Saturday 27 August 2016

Tears of a clown

Is it stronger to be ‘in touch’ with one’s emotions or to be able to control them?
Following her divine ‘call’ Margery Kempe (born c.1373) begins to experience strengthuncontrollable fits of crying. The extravagance of her piety expressed in these noisy outbursts variously bemuse, impress, or annoy everyone she meets. Crowds gather to hear her, others want her to shut up. She both follows and competes with St Bride. Apparently Jesus comes to her in a vision tells her ‘Bridget never saw me the way you do’…
The most mundane sights bring forth Margery’s tears – baby boys and handsome young men among other things. She makes friends and enemies in equal measure and relishes the hostility of the latter as evidence of her martyrdom. In her autobiography The Book of Margery Kempe we hear nothing of her fourteen children and she appears to see her husband as a nuisance rather than a companion.

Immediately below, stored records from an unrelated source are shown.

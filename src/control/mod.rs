//! Control loops: one stateful policy per regulated parameter.
//!
//! The set of loops is closed: [`Policy`] is a tagged union over exactly
//! five variants and every capability is dispatched with an exhaustive
//! `match`, so adding a parameter is a compile error everywhere it
//! matters.
//!
//! ```text
//!  reading ──▶ ControlLoop::ingest ──▶ Policy::decide ──▶ Commands ──▶ manager
//!                                      Policy::poll   ──▶ Commands ──▶ manager
//! ```
//!
//! Policies never touch hardware.  They push [`ActuatorCommand`]s into a
//! fixed-capacity buffer and the manager, as the single owner of the
//! actuator port, applies them.

pub mod air_pump;
pub mod co2;
pub mod cooldown;
pub mod humidity;
pub mod o2;
pub mod pid;
pub mod temperature;

use core::fmt;
use core::ops::RangeInclusive;
use core::str::FromStr;

use log::error;
use serde::{Deserialize, Serialize};

use crate::app::ports::{Actuator, Quantity};
use crate::config::SystemConfig;
use crate::error::{ControlError, Result};

use air_pump::AirPumpLoop;
use co2::Co2Loop;
use humidity::HumidityLoop;
use o2::O2Loop;
use temperature::TemperatureLoop;

// ---------------------------------------------------------------------------
// Parameter identity
// ---------------------------------------------------------------------------

/// A regulated parameter; also the control name used by the command surface.
#[derive(Debug, Clone, Copy, PartialEq, Eq, Hash, Serialize, Deserialize)]
#[serde(rename_all = "snake_case")]
pub enum Parameter {
    Temperature = 0,
    Humidity = 1,
    Co2 = 2,
    O2 = 3,
    AirPump = 4,
}

impl Parameter {
    pub const COUNT: usize = 5;

    pub const ALL: [Parameter; Self::COUNT] = [
        Parameter::Temperature,
        Parameter::Humidity,
        Parameter::Co2,
        Parameter::O2,
        Parameter::AirPump,
    ];

    pub const fn index(self) -> usize {
        self as usize
    }

    /// Wire name (`"temperature"`, `"co2"`, `"air_pump"`, ...).
    pub const fn name(self) -> &'static str {
        match self {
            Self::Temperature => "temperature",
            Self::Humidity => "humidity",
            Self::Co2 => "co2",
            Self::O2 => "o2",
            Self::AirPump => "air_pump",
        }
    }

    /// The sensor this loop controls on, if any.
    pub const fn quantity(self) -> Option<Quantity> {
        match self {
            Self::Temperature => Some(Quantity::LiquidTemperature),
            Self::Humidity => Some(Quantity::Humidity),
            Self::Co2 => Some(Quantity::Co2Raw),
            Self::O2 => Some(Quantity::O2),
            Self::AirPump => None,
        }
    }

    /// Actuators exclusively owned by this loop.
    pub const fn actuators(self) -> &'static [Actuator] {
        match self {
            Self::Temperature => &[Actuator::Heater],
            Self::Humidity => &[Actuator::Humidifier],
            Self::Co2 => &[Actuator::Co2Primary, Actuator::Co2Secondary],
            Self::O2 => &[Actuator::ArgonValve],
            Self::AirPump => &[Actuator::AirPump],
        }
    }

    /// Physically sane setpoint range; `None` for loops without a setpoint.
    pub fn setpoint_range(self) -> Option<RangeInclusive<f32>> {
        match self {
            Self::Temperature => Some(0.0..=60.0),
            Self::Humidity => Some(0.0..=100.0),
            Self::Co2 => Some(f32::MIN_POSITIVE..=100_000.0),
            Self::O2 => Some(0.0..=100.0),
            Self::AirPump => None,
        }
    }

    /// Check a candidate setpoint against this parameter's range.
    pub fn validate_setpoint(self, value: f32) -> Result<f32> {
        let range = self.setpoint_range().ok_or(ControlError::UnknownParameter)?;
        if value.is_finite() && range.contains(&value) {
            Ok(value)
        } else {
            Err(ControlError::InvalidSetpoint {
                parameter: self,
                value,
            })
        }
    }
}

impl fmt::Display for Parameter {
    fn fmt(&self, f: &mut fmt::Formatter<'_>) -> fmt::Result {
        f.write_str(self.name())
    }
}

impl FromStr for Parameter {
    type Err = ControlError;

    fn from_str(s: &str) -> Result<Self> {
        Parameter::ALL
            .into_iter()
            .find(|p| p.name() == s)
            .ok_or(ControlError::UnknownParameter)
    }
}

// ---------------------------------------------------------------------------
// Commands produced by policies
// ---------------------------------------------------------------------------

/// One relay write requested by a policy.
#[derive(Debug, Clone, Copy, PartialEq, Eq)]
pub struct ActuatorCommand {
    pub actuator: Actuator,
    pub on: bool,
}

impl ActuatorCommand {
    pub const fn on(actuator: Actuator) -> Self {
        Self { actuator, on: true }
    }

    pub const fn off(actuator: Actuator) -> Self {
        Self {
            actuator,
            on: false,
        }
    }
}

/// Upper bound on commands one loop can emit in a single call.
pub const MAX_COMMANDS: usize = 8;

/// Fixed-capacity command buffer filled by a policy and drained by the manager.
pub type Commands = heapless::Vec<ActuatorCommand, MAX_COMMANDS>;

pub(crate) fn push_command(out: &mut Commands, cmd: ActuatorCommand) {
    if out.push(cmd).is_err() {
        error!("command buffer full, dropping {:?}", cmd);
    }
}

// ---------------------------------------------------------------------------
// Policy (closed set of variants)
// ---------------------------------------------------------------------------

/// The actuation policy of one loop.
pub enum Policy {
    Temperature(TemperatureLoop),
    Humidity(HumidityLoop),
    Co2(Co2Loop),
    O2(O2Loop),
    AirPump(AirPumpLoop),
}

impl Policy {
    /// Build the policy for `parameter` from configuration.
    pub fn for_parameter(parameter: Parameter, config: &SystemConfig) -> Self {
        match parameter {
            Parameter::Temperature => Self::Temperature(TemperatureLoop::from_config(config)),
            Parameter::Humidity => Self::Humidity(HumidityLoop::new(config.humidity_band_pct)),
            Parameter::Co2 => Self::Co2(Co2Loop::from_config(config)),
            Parameter::O2 => Self::O2(O2Loop::from_config(config)),
            Parameter::AirPump => Self::AirPump(AirPumpLoop::new(
                u64::from(config.air_pump_on_ms),
                u64::from(config.air_pump_off_ms),
            )),
        }
    }

    pub fn parameter(&self) -> Parameter {
        match self {
            Self::Temperature(_) => Parameter::Temperature,
            Self::Humidity(_) => Parameter::Humidity,
            Self::Co2(_) => Parameter::Co2,
            Self::O2(_) => Parameter::O2,
            Self::AirPump(_) => Parameter::AirPump,
        }
    }

    /// Convert a raw sensor value into the unit the setpoint is expressed in.
    fn convert(&self, raw: f32) -> f32 {
        match self {
            Self::Co2(p) => p.to_ppm(raw),
            Self::Temperature(_) | Self::Humidity(_) | Self::O2(_) | Self::AirPump(_) => raw,
        }
    }

    /// One control decision for an active loop.
    fn decide(&mut self, setpoint: f32, reading: Option<f32>, now_ms: u64, out: &mut Commands) {
        match self {
            Self::Temperature(p) => p.decide(setpoint, reading, now_ms, out),
            Self::Humidity(p) => p.decide(setpoint, reading, out),
            Self::Co2(p) => p.decide(setpoint, reading, now_ms, out),
            Self::O2(p) => p.decide(setpoint, reading, now_ms, out),
            Self::AirPump(p) => p.decide(now_ms, out),
        }
    }

    /// Advance timed continuations (pulse ends, pauses, duty phases).
    fn poll(&mut self, now_ms: u64, out: &mut Commands) {
        match self {
            Self::Co2(p) => p.poll(now_ms, out),
            Self::O2(p) => p.poll(now_ms, out),
            Self::AirPump(p) => p.poll(now_ms, out),
            Self::Temperature(_) | Self::Humidity(_) => {}
        }
    }

    /// Force every owned actuator off and abandon in-flight sequences.
    fn halt(&mut self, out: &mut Commands) {
        match self {
            Self::Temperature(p) => p.halt(out),
            Self::Humidity(p) => p.halt(out),
            Self::Co2(p) => p.halt(out),
            Self::O2(p) => p.halt(out),
            Self::AirPump(p) => p.halt(out),
        }
    }

    /// Loop goes from gated to active (enable or incubator start).
    fn activate(&mut self) {
        match self {
            Self::Temperature(p) => p.reset(),
            Self::Humidity(_) | Self::Co2(_) | Self::O2(_) | Self::AirPump(_) => {}
        }
    }

    fn next_deadline(&self) -> Option<u64> {
        match self {
            Self::Co2(p) => p.next_deadline(),
            Self::O2(p) => p.next_deadline(),
            Self::AirPump(p) => p.next_deadline(),
            Self::Temperature(_) | Self::Humidity(_) => None,
        }
    }

    fn cooldown_until(&self) -> Option<u64> {
        match self {
            Self::Co2(p) => p.cooldown().until(),
            Self::O2(p) => p.cooldown().until(),
            Self::Temperature(_) | Self::Humidity(_) | Self::AirPump(_) => None,
        }
    }

    /// True while a multi-step pulse sequence is in flight.
    fn in_sequence(&self) -> bool {
        match self {
            Self::Co2(p) => p.in_sequence(),
            Self::O2(p) => p.is_pulsing(),
            Self::Temperature(_) | Self::Humidity(_) | Self::AirPump(_) => false,
        }
    }
}

// ---------------------------------------------------------------------------
// ControlLoop: per-parameter state around a policy
// ---------------------------------------------------------------------------

/// A regulated parameter: enable flag, setpoint, last reading, policy.
pub struct ControlLoop {
    enabled: bool,
    setpoint: f32,
    last_reading: Option<f32>,
    policy: Policy,
}

impl ControlLoop {
    pub fn new(policy: Policy, setpoint: f32, enabled: bool) -> Self {
        Self {
            enabled,
            setpoint,
            last_reading: None,
            policy,
        }
    }

    pub fn parameter(&self) -> Parameter {
        self.policy.parameter()
    }

    pub fn enabled(&self) -> bool {
        self.enabled
    }

    pub fn setpoint(&self) -> f32 {
        self.setpoint
    }

    /// Last converted reading; `None` means NC.
    pub fn last_reading(&self) -> Option<f32> {
        self.last_reading
    }

    pub fn policy(&self) -> &Policy {
        &self.policy
    }

    pub fn cooldown_until(&self) -> Option<u64> {
        self.policy.cooldown_until()
    }

    pub fn next_deadline(&self) -> Option<u64> {
        self.policy.next_deadline()
    }

    pub fn in_sequence(&self) -> bool {
        self.policy.in_sequence()
    }

    /// Store an already-validated setpoint; effective on the next decision.
    pub(crate) fn set_setpoint(&mut self, value: f32) {
        self.setpoint = value;
    }

    /// Flip the enable flag.  Returns `true` if it changed.
    pub(crate) fn set_enabled(&mut self, enabled: bool) -> bool {
        if self.enabled == enabled {
            return false;
        }
        self.enabled = enabled;
        true
    }

    /// Record a sensor result.  Failures are reported as NC.
    pub(crate) fn ingest(&mut self, raw: Option<f32>) {
        self.last_reading = raw.map(|v| self.policy.convert(v));
    }

    pub(crate) fn decide(&mut self, now_ms: u64, out: &mut Commands) {
        self.policy
            .decide(self.setpoint, self.last_reading, now_ms, out);
    }

    pub(crate) fn poll(&mut self, now_ms: u64, out: &mut Commands) {
        self.policy.poll(now_ms, out);
    }

    pub(crate) fn halt(&mut self, out: &mut Commands) {
        self.policy.halt(out);
    }

    pub(crate) fn activate(&mut self) {
        self.policy.activate();
    }
}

Her book eventually found favour with the Carthusian monks of Mount Grace in Yorkshire. They were not willing to countenance Margery’s account of making the Virgin Mary some hot soup following the crucifixion and duly crossed out that passage. Yet the somewhat ‘romantic’ language with which Kempe expressed her relationship with Christ (apparently he told her ‘when you are in bed’ ‘you may take me as your wedded husband…take me boldly into the arms of your soul’) appeared not to trouble them. Or maybe it was too embarrassing to comment on…
So which camp would I fall into? Not a fan but I hope I would avoid giving more attention through open disapproval. Balance hot air with cool indifference. There’s a modern day Margery in my family whose emotional expressions are so large and loud there’s no room for anyone else’s. I find it selfish and I resent being forced to counter-balance. But hot plus hot equals boiling which is unbearable for everyone.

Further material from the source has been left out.